Check out the AI Strategy Playbook, by MIT Technology Review Insights in association with Boomi.
The more pertinent considerations for an AI strategy are outlined below.
Data Liquidity – The accessing of curated and tailored data from various sources to extract relevant information and apply it effectively to a business objective
Data Quality – Typically the first port of call for any AI deployment is to assess and cleanse your data, and develop a plan around your legacy IT infrastructure. This is significantly more challenging for large companies with deeper data repositories than smaller more nimble firms. Remember, garbage-in results in garbage-out when you’re either building your own Large Language Models (LLMs), or leveraging commercially available LLMs.

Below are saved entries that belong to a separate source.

//! Target table resolution and instance ownership.
//!
//! Several pipeline instances may consume the same topic. A format with the
//! `${TableName}` placeholder claims every event (template mode). A format
//! without it is a literal naming the one table this instance owns.
use crate::config::{ClassifyConfig, NameCase};
use crate::header;
use crate::types::Event;

pub const TABLE_NAME_PLACEHOLDER: &str = "${TableName}";
pub const TOPIC_PLACEHOLDER: &str = "${topic}";

/// Decides which events this instance owns and where they are written.
#[derive(Debug, Clone, PartialEq, Eq)]
pub struct TableRouter {
    table_name_format: String,
    table_name_case: NameCase,
    table_name_filter: Option<String>,
    table_header: String,
}

impl TableRouter {
    pub fn new(table_name_format: impl Into<String>, table_header: impl Into<String>) -> Self {
        Self {
            table_name_format: table_name_format.into(),
            table_name_case: NameCase::None,
            table_name_filter: None,
            table_header: table_header.into(),
        }
    }

    pub fn from_config(config: &ClassifyConfig) -> Self {
        Self {
            table_name_format: config.table_name_format.clone(),
            table_name_case: config.table_name_case,
            table_name_filter: config.active_table_filter().map(str::to_string),
            table_header: config.table_header.clone(),
        }
    }

    pub fn with_table_name_case(mut self, case: NameCase) -> Self {
        self.table_name_case = case;
        self
    }

    pub fn with_table_name_filter(mut self, filter: impl Into<String>) -> Self {
        let filter = filter.into();
        let filter = filter.trim();
        self.table_name_filter = (!filter.is_empty()).then(|| filter.to_string());
        self
    }

    pub fn is_template_mode(&self) -> bool {
        self.table_name_format.contains(TABLE_NAME_PLACEHOLDER)
    }

    /// Whether this instance owns `event`.
    ///
    /// An event without a table header is owned in template mode so that
    /// classification can report it; a literal-mode instance cannot tell
    /// and leaves it to the instance that owns everything else.
    ///
    /// ```rust
    /// use classify::{Event, TableRouter};
    ///
    /// let router = TableRouter::new("ORDERS", "TableName");
    /// let orders = Event::new("cdc", 0, 1).with_header("TableName", "ORDERS");
    /// let customers = Event::new("cdc", 0, 2).with_header("TableName", "CUSTOMERS");
    ///
    /// assert!(router.should_process(&orders));
    /// assert!(!router.should_process(&customers));
    /// ```
    pub fn should_process(&self, event: &Event) -> bool {
        let table = header::extract(event, &self.table_header);

        if let (Some(filter), Some(table)) = (&self.table_name_filter, &table) {
            let table = self.table_name_case.apply(table.trim());
            if !filter.eq_ignore_ascii_case(&table) {
                return false;
            }
        }

        if self.is_template_mode() {
            return true;
        }

        match table {
            Some(table) => {
                self.table_name_format
                    .replace(TOPIC_PLACEHOLDER, &event.topic)
                    == table
            }
            None => false,
        }
    }

    /// Substitutes both placeholders, then applies the table name case.
    ///
    /// Missing inputs substitute as the empty string.
    pub fn resolve_target_table(&self, table_name: Option<&str>, topic: Option<&str>) -> String {
        let resolved = self
            .table_name_format
            .replace(TABLE_NAME_PLACEHOLDER, table_name.unwrap_or_default())
            .replace(TOPIC_PLACEHOLDER, topic.unwrap_or_default());
        self.table_name_case.apply(&resolved)
    }
}

#[cfg(test)]
mod tests {
    use super::*;

    fn event(table: &str) -> Event {
        Event::new("topicA", 0, 0).with_header("TableName", table)
    }

    #[test]
    fn resolves_table_and_topic_placeholders() {
        let router = TableRouter::new("${TableName}_sink", "TableName");
        assert_eq!(
            router.resolve_target_table(Some("ORDERS"), Some("topicA")),
            "ORDERS_sink"
        );

        let router = TableRouter::new("${topic}", "TableName");
        assert_eq!(
            router.resolve_target_table(Some("ORDERS"), Some("topicA")),
            "topicA"
        );
    }

    #[test]
    fn missing_inputs_resolve_to_empty() {
        let router = TableRouter::new("${topic}_${TableName}", "TableName");
        assert_eq!(router.resolve_target_table(None, None), "_");
    }

    #[test]
    fn case_applies_to_resolved_name() {
        let router =
            TableRouter::new("Stage_${TableName}", "TableName").with_table_name_case(NameCase::Lower);
        assert_eq!(
            router.resolve_target_table(Some("ORDERS"), None),
            "stage_orders"
        );
    }

    #[test]
    fn literal_mode_claims_only_its_table() {
        let router = TableRouter::new("ORDERS", "TableName");
        assert!(!router.is_template_mode());
        assert!(router.should_process(&event("ORDERS")));
        assert!(!router.should_process(&event("CUSTOMERS")));
        assert!(!router.should_process(&event("orders")));
        assert!(!router.should_process(&Event::new("topicA", 0, 0)));
    }

    #[test]
    fn literal_mode_resolves_topic_placeholder() {
        let router = TableRouter::new("${topic}_ORDERS", "TableName");
        assert!(router.should_process(&event("topicA_ORDERS")));
        assert!(!router.should_process(&event("ORDERS")));
    }

    #[test]
    fn template_mode_claims_everything_including_headerless() {
        let router = TableRouter::new("${TableName}", "TableName");
        assert!(router.should_process(&event("ANYTHING")));
        assert!(router.should_process(&Event::new("topicA", 0, 0)));
    }

    #[test]
    fn filter_compares_case_insensitively() {
        let router = TableRouter::new("${TableName}", "TableName")
            .with_table_name_case(NameCase::Upper)
            .with_table_name_filter("orders");
        assert!(router.should_process(&event("Orders")));
        assert!(!router.should_process(&event("CUSTOMERS")));
    }

    #[test]
    fn blank_filter_is_ignored() {
        let router = TableRouter::new("${TableName}", "TableName").with_table_name_filter("  ");
        assert!(router.should_process(&event("CUSTOMERS")));
    }
}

Governance, Safety and Security – This is the critical operational oversight to determine what to do – in terms of the AI Strategy, how to manage the strategy and peel of projects that align to the objectives, and then the review of these projects in relation to sustainment to company policy that inevitably evolves over time.
Communities of Practice – Typically revered by technical employees, and a key to human capital retention, communities of practice align the employees that will develop and possible use the tools on your roadmap. It’s critical to allow for interactions, learning opportunities and peering to bring about ideas, generate enthusiasm for the work, and to create informal checks and balances so as to let your teams thrive as they navigate the evolving AI landscape.